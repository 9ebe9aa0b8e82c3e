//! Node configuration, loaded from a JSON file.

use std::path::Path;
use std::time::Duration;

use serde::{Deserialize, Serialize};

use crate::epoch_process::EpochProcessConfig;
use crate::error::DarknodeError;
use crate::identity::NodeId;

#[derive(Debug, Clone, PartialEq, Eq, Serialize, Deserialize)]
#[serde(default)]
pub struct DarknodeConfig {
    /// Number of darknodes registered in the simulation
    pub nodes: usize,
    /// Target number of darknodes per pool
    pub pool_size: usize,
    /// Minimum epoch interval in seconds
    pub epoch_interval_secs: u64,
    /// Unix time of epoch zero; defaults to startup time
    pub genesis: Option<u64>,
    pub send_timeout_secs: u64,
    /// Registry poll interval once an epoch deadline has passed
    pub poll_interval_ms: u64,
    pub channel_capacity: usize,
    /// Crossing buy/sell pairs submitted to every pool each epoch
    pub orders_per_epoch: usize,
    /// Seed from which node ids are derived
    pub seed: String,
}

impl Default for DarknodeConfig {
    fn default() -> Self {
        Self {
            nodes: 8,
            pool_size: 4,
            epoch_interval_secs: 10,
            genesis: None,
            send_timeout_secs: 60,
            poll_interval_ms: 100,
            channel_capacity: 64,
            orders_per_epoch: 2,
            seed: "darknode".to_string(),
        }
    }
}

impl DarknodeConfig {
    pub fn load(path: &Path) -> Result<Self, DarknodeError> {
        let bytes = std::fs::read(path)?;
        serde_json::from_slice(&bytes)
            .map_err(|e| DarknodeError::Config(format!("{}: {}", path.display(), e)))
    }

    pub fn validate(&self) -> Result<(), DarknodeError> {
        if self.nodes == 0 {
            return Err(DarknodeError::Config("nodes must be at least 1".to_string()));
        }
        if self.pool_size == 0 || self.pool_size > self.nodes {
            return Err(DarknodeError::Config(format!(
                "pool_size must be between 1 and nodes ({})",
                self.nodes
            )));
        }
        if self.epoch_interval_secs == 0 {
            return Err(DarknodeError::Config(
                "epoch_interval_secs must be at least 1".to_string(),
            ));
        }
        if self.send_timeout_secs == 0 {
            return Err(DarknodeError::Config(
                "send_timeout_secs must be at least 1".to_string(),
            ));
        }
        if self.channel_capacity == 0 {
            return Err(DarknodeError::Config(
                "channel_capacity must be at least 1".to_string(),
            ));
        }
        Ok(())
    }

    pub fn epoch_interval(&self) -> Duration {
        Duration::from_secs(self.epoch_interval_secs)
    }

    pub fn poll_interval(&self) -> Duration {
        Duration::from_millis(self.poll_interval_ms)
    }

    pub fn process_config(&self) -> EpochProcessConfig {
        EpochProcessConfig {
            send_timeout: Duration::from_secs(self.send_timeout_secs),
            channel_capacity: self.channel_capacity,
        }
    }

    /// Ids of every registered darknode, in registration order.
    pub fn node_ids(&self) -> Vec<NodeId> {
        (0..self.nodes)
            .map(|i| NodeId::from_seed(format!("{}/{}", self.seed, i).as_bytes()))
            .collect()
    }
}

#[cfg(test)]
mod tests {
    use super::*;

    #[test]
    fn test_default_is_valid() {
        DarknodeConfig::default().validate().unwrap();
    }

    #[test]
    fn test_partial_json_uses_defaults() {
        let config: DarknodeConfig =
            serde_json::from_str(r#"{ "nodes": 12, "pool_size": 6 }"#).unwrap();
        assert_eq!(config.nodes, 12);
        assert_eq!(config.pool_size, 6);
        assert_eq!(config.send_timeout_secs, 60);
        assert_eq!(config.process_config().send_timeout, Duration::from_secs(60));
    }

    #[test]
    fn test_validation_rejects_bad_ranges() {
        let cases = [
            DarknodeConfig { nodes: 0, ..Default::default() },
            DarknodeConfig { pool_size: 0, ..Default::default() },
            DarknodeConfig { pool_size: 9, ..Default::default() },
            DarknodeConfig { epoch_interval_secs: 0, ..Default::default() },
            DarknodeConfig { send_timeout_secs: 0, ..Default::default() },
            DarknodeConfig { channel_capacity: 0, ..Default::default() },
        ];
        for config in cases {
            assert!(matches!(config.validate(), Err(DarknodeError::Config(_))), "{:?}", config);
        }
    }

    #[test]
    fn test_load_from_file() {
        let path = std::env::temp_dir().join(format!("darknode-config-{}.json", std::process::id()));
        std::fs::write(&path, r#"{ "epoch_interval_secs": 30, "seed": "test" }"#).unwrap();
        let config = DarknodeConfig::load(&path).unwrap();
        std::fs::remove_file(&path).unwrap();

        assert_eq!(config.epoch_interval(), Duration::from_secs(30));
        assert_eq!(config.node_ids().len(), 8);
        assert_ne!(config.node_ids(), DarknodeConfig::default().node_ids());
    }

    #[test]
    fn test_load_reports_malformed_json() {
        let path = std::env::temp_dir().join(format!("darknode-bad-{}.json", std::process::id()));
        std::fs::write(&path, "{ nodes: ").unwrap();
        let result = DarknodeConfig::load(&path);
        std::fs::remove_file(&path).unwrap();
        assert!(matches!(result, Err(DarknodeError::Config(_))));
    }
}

————

Assignment:
Please go through the data above and copy each line that has the word "validate".

Task result:
    pub fn validate(&self) -> Result<(), DarknodeError> {
        DarknodeConfig::default().validate().unwrap();
            assert!(matches!(config.validate(), Err(DarknodeError::Config(_))), "{:?}", config);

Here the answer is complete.